Os deputados estaduais aprovaram por unanimidade na sessão
desta quarta-feira (5) a proposta que reconhece as atividades dos setores de
feiras e eventos como essenciais em Santa Catarina mesmo em períodos de
pandemia, epidemia, calamidade e emergência. A medida consta no Projeto de Lei
(PL) 316/2020, de autoria do deputado Jessé Lopes (PSL).
“É hora de começarmos a olhar para esse setor que foi um dos
mais prejudicados durante a pandemia. Estão sendo liberados casamentos,
aniversários. Qual a diferença para as feiras e eventos?”, afirmou o autor.
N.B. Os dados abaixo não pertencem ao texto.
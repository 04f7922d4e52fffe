// Copyright 2022 Webb Technologies Inc.
//
// Licensed under the Apache License, Version 2.0 (the "License");
// you may not use this file except in compliance with the License.
// You may obtain a copy of the License at
//
// http://www.apache.org/licenses/LICENSE-2.0
//
// Unless required by applicable law or agreed to in writing, software
// distributed under the License is distributed on an "AS IS" BASIS,
// WITHOUT WARRANTIES OR CONDITIONS OF ANY KIND, either express or implied.
// See the License for the specific language governing permissions and
// limitations under the License.

#![allow(dead_code)]

use std::sync::Arc;

use ethers::types::{Address, Bytes, U256};
use hub_relayer_chain::mocked::{MockedChain, MockedKeyManager};
use hub_relayer_chain::KeyManager;
use hub_relayer_config::chain::ContractsConfig;
use hub_relayer_config::relay::{
    RegistrationConfig, TxManagerConfig, WorkerConfig,
};
use hub_relayer_registration::RegistrationManager;
use hub_relayer_store::InMemoryStore;
use hub_relayer_tx_manager::TransactionManager;
use hub_relayer_types::relay::{
    ForwardRequest, RelayData, RelayMetadata, RelayRequest,
    RelayTransactionRequest,
};
use hub_relayer_types::{HubEvent, Identity, PaymasterGasLimits, StakeInfo};
use hub_relayer_utils::metric::Metrics;
use hub_relayer_worker::RelayWorker;

pub const ETHER: u64 = 1_000_000_000_000_000_000;
pub const GWEI: u64 = 1_000_000_000;
pub const HUB: Address = Address::repeat_byte(0xaa);
pub const OWNER: Address = Address::repeat_byte(0x0e);
pub const PAYMASTER: Address = Address::repeat_byte(0x9a);
pub const FORWARDER: Address = Address::repeat_byte(0xf0);

pub type Worker = RelayWorker<InMemoryStore, MockedChain, MockedKeyManager>;
pub type TxManager =
    TransactionManager<InMemoryStore, MockedChain, MockedKeyManager>;

pub struct Harness {
    pub chain: Arc<MockedChain>,
    pub keys: Arc<MockedKeyManager>,
    pub store: Arc<InMemoryStore>,
    pub tx_manager: Arc<TxManager>,
    pub worker: Arc<Worker>,
    pub manager_address: Address,
    pub worker_address: Address,
}

/// A funded relay server with one worker, not staked yet.
pub fn harness() -> Harness {
    harness_with(WorkerConfig::default())
}

pub fn harness_with(worker_config: WorkerConfig) -> Harness {
    let chain = Arc::new(MockedChain::new(HUB));
    let keys = Arc::new(MockedKeyManager::random(chain.chain_id_value(), 1));
    let store = Arc::new(InMemoryStore::default());
    let tx_manager = Arc::new(TransactionManager::new(
        store.clone(),
        chain.clone(),
        keys.clone(),
        TxManagerConfig::default(),
        Arc::new(Metrics::new().unwrap()),
    ));
    let registration =
        RegistrationManager::new(tx_manager.clone(), RegistrationConfig::default())
            .unwrap();
    let contracts = ContractsConfig {
        relay_hub: HUB,
        stake_manager: Address::repeat_byte(0x5a),
        deployed_at: 1,
        expected_hub_version: String::from("2."),
    };
    let worker = Arc::new(
        RelayWorker::new(tx_manager.clone(), registration, contracts, worker_config)
            .unwrap(),
    );
    let manager_address = keys.address(Identity::Manager).unwrap();
    let worker_address = keys.address(Identity::Worker(0)).unwrap();
    chain.set_balance(manager_address, U256::from(ETHER));
    chain.set_balance(worker_address, U256::from(ETHER));
    chain.set_paymaster_gas_limits(
        PAYMASTER,
        PaymasterGasLimits {
            acceptance_budget: U256::from(150_000),
            pre_relayed_call_gas_limit: U256::from(100_000),
            post_relayed_call_gas_limit: U256::from(110_000),
        },
    );
    chain.set_hub_balance(PAYMASTER, U256::from(ETHER));
    Harness {
        chain,
        keys,
        store,
        tx_manager,
        worker,
        manager_address,
        worker_address,
    }
}

impl Harness {
    /// Stakes exactly the required amount and authorizes the hub.
    pub fn stake_and_authorize(&self) {
        let config = RegistrationConfig::default();
        self.chain.set_stake_info(
            self.manager_address,
            StakeInfo {
                stake: config.min_stake.wei(),
                unstake_delay: U256::from(config.min_unstake_delay),
                withdraw_block: U256::zero(),
                owner: OWNER,
            },
        );
        self.chain.set_hub_authorized(self.manager_address, true);
    }

    /// Puts a matching registration of the server on chain.
    pub fn register_on_chain(&self) {
        let config = RegistrationConfig::default();
        self.stake_and_authorize();
        self.chain.push_event(
            self.manager_address,
            HubEvent::RelayWorkersAdded {
                new_relay_workers: vec![self.worker_address],
                workers_count: U256::one(),
            },
        );
        self.chain.push_event(
            self.manager_address,
            HubEvent::RelayServerRegistered {
                base_relay_fee: config.base_relay_fee.wei(),
                pct_relay_fee: U256::from(config.pct_relay_fee),
                relay_url: config.url,
            },
        );
    }

    /// Registered on chain and ticked once at `block`.
    pub async fn ready_at(&self, block: u64) {
        self.register_on_chain();
        self.chain.set_block_number(block);
        self.worker.tick(block).await.unwrap();
        assert!(self.worker.snapshot().ready);
    }

    pub fn relay_request(&self, gas_price: U256) -> RelayTransactionRequest {
        let config = RegistrationConfig::default();
        RelayTransactionRequest {
            relay_request: RelayRequest {
                request: ForwardRequest {
                    from: Address::repeat_byte(0xc1),
                    to: Address::repeat_byte(0xc2),
                    value: U256::zero(),
                    gas: U256::from(100_000),
                    nonce: U256::zero(),
                    data: Bytes::from(vec![0xde, 0xad, 0xbe, 0xef]),
                    valid_until: U256::zero(),
                },
                relay_data: RelayData {
                    gas_price,
                    pct_relay_fee: U256::from(config.pct_relay_fee),
                    base_relay_fee: config.base_relay_fee.wei(),
                    relay_worker: self.worker_address,
                    paymaster: PAYMASTER,
                    forwarder: FORWARDER,
                    paymaster_data: Bytes::default(),
                    client_id: U256::one(),
                },
            },
            metadata: RelayMetadata {
                approval_data: Bytes::default(),
                relay_hub_address: HUB,
                relay_max_nonce: 10,
                signature: Bytes::from(vec![0x11; 65]),
            },
        }
    }
}
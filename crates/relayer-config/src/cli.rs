// Copyright 2022 Webb Technologies Inc.
//
// Licensed under the Apache License, Version 2.0 (the "License");
// you may not use this file except in compliance with the License.
// You may obtain a copy of the License at
//
// http://www.apache.org/licenses/LICENSE-2.0
//
// Unless required by applicable law or agreed to in writing, software
// distributed under the License is distributed on an "AS IS" BASIS,
// WITHOUT WARRANTIES OR CONDITIONS OF ANY KIND, either express or implied.
// See the License for the specific language governing permissions and
// limitations under the License.

use std::path::{Path, PathBuf};

use anyhow::Context;
use directories_next::ProjectDirs;
use structopt::StructOpt;

use crate::HubRelayerConfig;

/// Package identifier, where the default configuration & database are defined.
/// If the user does not start the relayer with the `--config-dir`
/// it will default to read from the default location depending on the OS.
pub const PACKAGE_ID: [&str; 3] = ["tools", "webb", "hub-relayer"];

/// The Hub Relayer Command-line tool
///
/// Start the relayer from a config file:
///
///     $ hub-relayer -vvv -c <CONFIG_FILE_PATH>
#[derive(StructOpt)]
#[structopt(name = "Hub Relayer")]
pub struct Opts {
    /// A level of verbosity, and can be used multiple times
    #[structopt(short, long, parse(from_occurrences))]
    pub verbose: i32,
    /// Directory that contains configration files.
    #[structopt(
        short = "c",
        long = "config-dir",
        value_name = "PATH",
        parse(from_os_str)
    )]
    pub config_dir: Option<PathBuf>,
    /// Create the Database Store in a temporary directory.
    /// and will be deleted when the process exits.
    #[structopt(long)]
    pub tmp: bool,
}

/// Loads the configuration from the given directory, or from the default
/// config directory of the platform.
pub fn load_config<P>(
    config_dir: Option<P>,
) -> Result<HubRelayerConfig, anyhow::Error>
where
    P: AsRef<Path>,
{
    tracing::debug!("Getting default dirs for hub relayer");
    let dirs = ProjectDirs::from(PACKAGE_ID[0], PACKAGE_ID[1], PACKAGE_ID[2])
        .context("failed to get config")?;
    let path = match config_dir {
        Some(p) => p.as_ref().to_path_buf(),
        None => dirs.config_dir().to_path_buf(),
    };
    // return an error if the path is not a directory.
    if !path.is_dir() {
        return Err(anyhow::anyhow!("{} is not a directory", path.display()));
    }
    tracing::trace!("Loading Config from {} ..", path.display());
    let v = crate::utils::load(path)?;
    tracing::trace!("Config loaded..");
    Ok(v)
}

/// Sets up the logger for the relayer, based on the verbosity level passed in.
pub fn setup_logger(verbosity: i32) -> anyhow::Result<()> {
    use tracing::Level;
    let log_level = match verbosity {
        0 => Level::ERROR,
        1 => Level::WARN,
        2 => Level::INFO,
        3 => Level::DEBUG,
        _ => Level::TRACE,
    };
    // covers every `hub_relayer*` crate and the probe target.
    let directive: tracing_subscriber::filter::Directive =
        format!("hub_relayer={log_level}").parse()?;
    let env_filter = tracing_subscriber::EnvFilter::from_default_env()
        .add_directive(directive);
    let logger = tracing_subscriber::fmt()
        .with_target(true)
        .with_max_level(log_level)
        .with_env_filter(env_filter);
    // if we are not compiling for integration tests, we should use pretty logs
    #[cfg(not(feature = "integration-tests"))]
    let logger = logger.pretty();
    // otherwise, we should use json, which is easy to parse.
    #[cfg(feature = "integration-tests")]
    let logger = logger.json().flatten_event(true).with_current_span(false);

    logger.init();
    Ok(())
}

/// Opens the transaction store next to the config directory, in the
/// platform data directory, or in a temporary directory with `--tmp`.
pub fn create_store(
    opts: &Opts,
) -> anyhow::Result<hub_relayer_store::SledStore> {
    if opts.tmp {
        tracing::debug!("Using temp dir for store");
        let store = hub_relayer_store::SledStore::temporary()?;
        return Ok(store);
    }
    let dirs = ProjectDirs::from(PACKAGE_ID[0], PACKAGE_ID[1], PACKAGE_ID[2])
        .context("failed to get config")?;
    let db_path = match opts.config_dir.as_ref() {
        Some(p) => p
            .parent()
            .map(|parent| parent.join("store"))
            .unwrap_or_else(|| p.join("store")),
        None => dirs.data_local_dir().join("store"),
    };
    tracing::debug!("Opening store at {}", db_path.display());
    let store = hub_relayer_store::SledStore::open(db_path)?;
    Ok(store)
}
// Copyright 2022 Webb Technologies Inc.
//
// Licensed under the Apache License, Version 2.0 (the "License");
// you may not use this file except in compliance with the License.
// You may obtain a copy of the License at
//
// http://www.apache.org/licenses/LICENSE-2.0
//
// Unless required by applicable law or agreed to in writing, software
// distributed under the License is distributed on an "AS IS" BASIS,
// WITHOUT WARRANTIES OR CONDITIONS OF ANY KIND, either express or implied.
// See the License for the specific language governing permissions and
// limitations under the License.

use ethers::types::Address;
use hub_relayer_types::{private_key::PrivateKey, rpc_url::RpcUrl};
use serde::{Deserialize, Serialize};

use crate::defaults;

/// The ledger the relay server operates on.
#[derive(Debug, Clone, Deserialize, Serialize)]
#[serde(rename_all = "kebab-case")]
pub struct ChainConfig {
    /// String that groups configuration for this chain on a human-readable name.
    pub name: String,
    /// Http(s) Endpoint for quick Req/Res
    #[serde(skip_serializing)]
    pub http_endpoint: RpcUrl,
    /// chain specific id (output of chainId opcode on EVM networks)
    #[serde(rename(serialize = "chainId"))]
    pub chain_id: u64,
    /// Block Explorer for this chain.
    ///
    /// Optional, and only used for printing transaction links.
    #[serde(skip_serializing)]
    pub explorer: Option<url::Url>,
}

/// Addresses of the contracts the relay server talks to.
#[derive(Debug, Clone, Deserialize, Serialize)]
#[serde(rename_all = "kebab-case")]
pub struct ContractsConfig {
    /// The relay hub this server registers with and relays through.
    pub relay_hub: Address,
    /// The stake manager holding the manager's stake.
    pub stake_manager: Address,
    /// Block at which the hub got deployed, the first block to scan for events.
    #[serde(default)]
    pub deployed_at: u64,
    /// `versionHub()` of the relay hub must start with this prefix.
    #[serde(default = "defaults::expected_hub_version")]
    pub expected_hub_version: String,
}

/// The keys of the signing identities.
///
/// Keys are written either as a `0x` prefixed hex string or as `$ENV_VAR`
/// holding one.
#[derive(Debug, Clone, Default, Deserialize)]
#[serde(rename_all = "kebab-case")]
pub struct KeysConfig {
    /// Key of the relay manager, handling stake and registration.
    pub manager: Option<PrivateKey>,
    /// Keys of the relay workers, in worker index order.
    #[serde(default)]
    pub workers: Vec<PrivateKey>,
    /// Generate random keys for missing ones, useful for local testing only.
    #[serde(default)]
    pub ephemeral: bool,
}
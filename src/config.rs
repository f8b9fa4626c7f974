//! Environment-driven configuration
//!
//! Values come from `BULLION_*` environment variables. Before reading them,
//! the first `.bullion_desk_env` file found in the current directory, the
//! home directory or the data directory is loaded into the environment.

use crate::error::{AppError, Result};
use std::path::{Path, PathBuf};
use std::str::FromStr;
use std::time::Duration;
use url::Url;

pub const ENV_FILE_NAME: &str = ".bullion_desk_env";

const DEFAULT_DATA_DIR_NAME: &str = "bullion-desk";
const DEFAULT_DB_FILE: &str = "bullion-desk.db";
const DEFAULT_LOG_FILE: &str = "bullion-desk.log";
const DEFAULT_FEED_URL: &str = "https://rest.altinkaynak.com";
const DEFAULT_TIMEOUT_SECS: u64 = 30;
const DEFAULT_REFRESH_INTERVAL_SECS: u64 = 300;

/// Payload format of the price feed
#[derive(Debug, Clone, Copy, PartialEq, Eq)]
pub enum FeedFormat {
    Json,
    Xml,
}

impl FeedFormat {
    fn default_metals_path(&self) -> &'static str {
        match self {
            FeedFormat::Json => "Gold.json",
            FeedFormat::Xml => "Gold.xml",
        }
    }

    fn default_currencies_path(&self) -> &'static str {
        match self {
            FeedFormat::Json => "Currency.json",
            FeedFormat::Xml => "Currency.xml",
        }
    }
}

impl FromStr for FeedFormat {
    type Err = AppError;

    fn from_str(s: &str) -> Result<Self> {
        match s.trim().to_lowercase().as_str() {
            "json" => Ok(FeedFormat::Json),
            "xml" => Ok(FeedFormat::Xml),
            other => Err(AppError::Config(format!(
                "BULLION_FEED_FORMAT must be 'json' or 'xml', got '{}'",
                other
            ))),
        }
    }
}

/// Price feed settings
#[derive(Debug, Clone)]
pub struct FeedConfig {
    pub format: FeedFormat,
    /// Always ends with '/', so catalog paths join beneath it
    pub base_url: Url,
    pub metals_path: String,
    pub currencies_path: String,
    pub timeout: Duration,
}

/// Application configuration
#[derive(Debug, Clone)]
pub struct AppConfig {
    pub data_dir: PathBuf,
    pub db_path: PathBuf,
    pub log_path: PathBuf,
    pub feed: FeedConfig,
    pub refresh_interval: Duration,
}

impl AppConfig {
    /// Load configuration from the process environment
    pub fn load() -> Result<Self> {
        let home = std::env::var_os("HOME").map(PathBuf::from);

        if let Some(env_file) = Self::find_env_file(home.as_deref()) {
            dotenvy::from_path(&env_file).map_err(|e| {
                AppError::Config(format!("Failed to load {}: {}", env_file.display(), e))
            })?;
        }

        Self::from_lookup(home.as_deref(), |key| std::env::var(key).ok())
    }

    /// Locate the env file: current directory, home directory, data directory
    fn find_env_file(home: Option<&Path>) -> Option<PathBuf> {
        let mut candidates = Vec::new();

        if let Ok(cwd) = std::env::current_dir() {
            candidates.push(cwd.join(ENV_FILE_NAME));
        }
        if let Some(home) = home {
            candidates.push(home.join(ENV_FILE_NAME));
        }
        if let Ok(data_dir) = Self::resolve_data_dir(home, |key| std::env::var(key).ok()) {
            candidates.push(data_dir.join(ENV_FILE_NAME));
        }

        candidates.into_iter().find(|path| path.is_file())
    }

    fn resolve_data_dir<F>(home: Option<&Path>, lookup: F) -> Result<PathBuf>
    where
        F: Fn(&str) -> Option<String>,
    {
        match non_empty(&lookup, "BULLION_DATA_DIR") {
            Some(dir) => Ok(PathBuf::from(dir)),
            None => home
                .map(|home| home.join(DEFAULT_DATA_DIR_NAME))
                .ok_or_else(|| {
                    AppError::Config(
                        "Neither BULLION_DATA_DIR nor HOME is set; cannot choose a data directory"
                            .to_string(),
                    )
                }),
        }
    }

    /// Build configuration from a variable lookup
    pub fn from_lookup<F>(home: Option<&Path>, lookup: F) -> Result<Self>
    where
        F: Fn(&str) -> Option<String>,
    {
        let data_dir = Self::resolve_data_dir(home, &lookup)?;

        let db_path = non_empty(&lookup, "BULLION_DB_PATH")
            .map(PathBuf::from)
            .unwrap_or_else(|| data_dir.join(DEFAULT_DB_FILE));
        let log_path = non_empty(&lookup, "BULLION_LOG_PATH")
            .map(PathBuf::from)
            .unwrap_or_else(|| data_dir.join(DEFAULT_LOG_FILE));

        let format = match non_empty(&lookup, "BULLION_FEED_FORMAT") {
            Some(value) => value.parse()?,
            None => FeedFormat::Json,
        };

        let base_url = parse_base_url(
            &non_empty(&lookup, "BULLION_FEED_URL").unwrap_or_else(|| DEFAULT_FEED_URL.to_string()),
        )?;

        let metals_path = non_empty(&lookup, "BULLION_FEED_METALS_PATH")
            .unwrap_or_else(|| format.default_metals_path().to_string());
        let currencies_path = non_empty(&lookup, "BULLION_FEED_CURRENCIES_PATH")
            .unwrap_or_else(|| format.default_currencies_path().to_string());

        let timeout = parse_seconds(&lookup, "BULLION_FEED_TIMEOUT_SECS", DEFAULT_TIMEOUT_SECS)?;
        let refresh_interval = parse_seconds(
            &lookup,
            "BULLION_REFRESH_INTERVAL_SECS",
            DEFAULT_REFRESH_INTERVAL_SECS,
        )?;

        Ok(Self {
            data_dir,
            db_path,
            log_path,
            feed: FeedConfig {
                format,
                base_url,
                metals_path,
                currencies_path,
                timeout,
            },
            refresh_interval,
        })
    }
}

fn non_empty<F>(lookup: &F, key: &str) -> Option<String>
where
    F: Fn(&str) -> Option<String>,
{
    lookup(key)
        .map(|value| value.trim().to_string())
        .filter(|value| !value.is_empty())
}

fn parse_base_url(raw: &str) -> Result<Url> {
    let mut url = Url::parse(raw)
        .map_err(|e| AppError::Config(format!("Invalid BULLION_FEED_URL '{}': {}", raw, e)))?;

    if !matches!(url.scheme(), "http" | "https") {
        return Err(AppError::Config(format!(
            "BULLION_FEED_URL must be http or https, got '{}'",
            url.scheme()
        )));
    }

    if !url.path().ends_with('/') {
        let path = format!("{}/", url.path());
        url.set_path(&path);
    }

    Ok(url)
}

fn parse_seconds<F>(lookup: &F, key: &str, default: u64) -> Result<Duration>
where
    F: Fn(&str) -> Option<String>,
{
    let secs = match non_empty(lookup, key) {
        Some(value) => value
            .parse::<u64>()
            .map_err(|_| AppError::Config(format!("{} must be a whole number of seconds, got '{}'", key, value)))?,
        None => default,
    };

    if secs == 0 {
        return Err(AppError::Config(format!("{} must be greater than zero", key)));
    }

    Ok(Duration::from_secs(secs))
}

#[cfg(test)]
mod tests {
    use super::*;
    use std::collections::HashMap;

    fn config_from(vars: &[(&str, &str)]) -> Result<AppConfig> {
        let vars: HashMap<String, String> = vars
            .iter()
            .map(|(k, v)| (k.to_string(), v.to_string()))
            .collect();
        AppConfig::from_lookup(Some(Path::new("/home/tester")), |key| vars.get(key).cloned())
    }

    #[test]
    fn test_defaults() {
        let config = config_from(&[]).unwrap();

        assert_eq!(config.data_dir, PathBuf::from("/home/tester/bullion-desk"));
        assert_eq!(config.db_path, PathBuf::from("/home/tester/bullion-desk/bullion-desk.db"));
        assert_eq!(config.log_path, PathBuf::from("/home/tester/bullion-desk/bullion-desk.log"));
        assert_eq!(config.feed.format, FeedFormat::Json);
        assert_eq!(config.feed.base_url.as_str(), "https://rest.altinkaynak.com/");
        assert_eq!(config.feed.metals_path, "Gold.json");
        assert_eq!(config.feed.currencies_path, "Currency.json");
        assert_eq!(config.feed.timeout, Duration::from_secs(30));
        assert_eq!(config.refresh_interval, Duration::from_secs(300));
    }

    #[test]
    fn test_overrides() {
        let config = config_from(&[
            ("BULLION_DATA_DIR", "/srv/desk"),
            ("BULLION_FEED_FORMAT", "XML"),
            ("BULLION_FEED_URL", "http://localhost:8080/rates"),
            ("BULLION_FEED_TIMEOUT_SECS", "5"),
            ("BULLION_REFRESH_INTERVAL_SECS", "60"),
        ])
        .unwrap();

        assert_eq!(config.db_path, PathBuf::from("/srv/desk/bullion-desk.db"));
        assert_eq!(config.feed.format, FeedFormat::Xml);
        assert_eq!(config.feed.metals_path, "Gold.xml");
        assert_eq!(config.feed.base_url.as_str(), "http://localhost:8080/rates/");
        assert_eq!(config.feed.timeout, Duration::from_secs(5));
        assert_eq!(config.refresh_interval, Duration::from_secs(60));
    }

    #[test]
    fn test_blank_values_fall_back_to_defaults() {
        let config = config_from(&[("BULLION_FEED_FORMAT", "  "), ("BULLION_DB_PATH", "")]).unwrap();
        assert_eq!(config.feed.format, FeedFormat::Json);
        assert_eq!(config.db_path, PathBuf::from("/home/tester/bullion-desk/bullion-desk.db"));
    }

    #[test]
    fn test_invalid_values_are_config_errors() {
        for vars in [
            vec![("BULLION_FEED_URL", "not a url")],
            vec![("BULLION_FEED_URL", "ftp://rates.example.com")],
            vec![("BULLION_FEED_FORMAT", "csv")],
            vec![("BULLION_FEED_TIMEOUT_SECS", "soon")],
            vec![("BULLION_REFRESH_INTERVAL_SECS", "0")],
        ] {
            assert!(
                matches!(config_from(&vars), Err(AppError::Config(_))),
                "expected config error for {:?}",
                vars
            );
        }
    }

    #[test]
    fn test_missing_home_without_data_dir() {
        let result = AppConfig::from_lookup(None, |_| None);
        assert!(matches!(result, Err(AppError::Config(_))));

        let config = AppConfig::from_lookup(None, |key| {
            (key == "BULLION_DATA_DIR").then(|| "/data".to_string())
        })
        .unwrap();
        assert_eq!(config.data_dir, PathBuf::from("/data"));
    }
}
Segundo ele, mais de 400 empregos diretos e indiretos já foram fechados em
função da pandemia.
O PL determina que a Secretaria de Estado da Saúde
estabeleça as medidas sanitárias necessárias, com ocupação mínima de 50% dos
espaços onde os eventos serão realizados.
A proposta recebeu o apoio dos deputados Mauricio Eskudlark
(PL) e Bruno Souza (Novo). “O grande problema são os eventos clandestinos. Os
que são autorizados não causam nenhum tipo de risco porque são observadas as
orientações legais”, afirmou Eskudlark.
Oxigênio medicinal
Também por unanimidade, foi aprovado o PL 106/2021, do deputado Milton Hobus
(PSD), que isenta o ICMS incidente nas operações internas e de importação do
exterior, bem como as correspondentes prestações de serviços de transporte
realizadas com oxigênio medicinal. O objetivo principal é agilizar o acesso ao
produto, que ficou escasso no estado do Amazonas, em função da alta demanda
provocada pelo aumento nos casos de Covid-19.
Tanto o PL 316/2020 quanto o PL 106/2021 passarão pela
votação da Redação Final na sessão desta quinta-feira (6) antes de seguirem
para análise do Poder Executivo.
Vetos
Quatro vetos do Poder Executivo a projetos aprovados pelos deputados foram
apreciados na sessão desta quarta. Dois deles foram rejeitados e serão
transformados em lei.
O primeiro trata do PL 487/2019, do deputado Nilso Berlanda
(PL), que institui o selo 'Empresa ECOnsciente'". O objetivo, conforme o
autor, é reconhecer as empresas que incentivam a reciclagem de lixo.
O segundo veto derrubado se refere ao PL 325/2019, de Jessé
Lopes, que dispõe sobre o uso de equipamentos de proteção individual e
instrumentos de menor potencial ofensivo por agentes de segurança
socioeducativo. O objetivo é permitir que os agentes utilizem, em situações de
risco iminente, equipamentos como colete balístico, capacete antitumulto,
escudo antitumulto, bastão, granada de efeito moral, entre outros.
“É um projeto importante, construído com os agentes
socioeducativos. Teve diligência com parecer favorável da Procuradoria-Geral do
Estado, mas, quando viram que o projeto era do deputado Jessé, o governador
vetou”, afirmou o autor.
O Plenário manteve dois vetos, ambos sobre PLs de autoria do deputado Kennedy Nunes (PSD): PL 520/2019, que reservava nas bibliotecas públicas em Santa Catarina espaços específicos para livros de autores catarinenses; e o PL 391/2019, que obrigava as concessionárias de energia elétrica a fornecer, junto com a conta de luz, fotografia do relógio de energia no momento da aferição do consumo.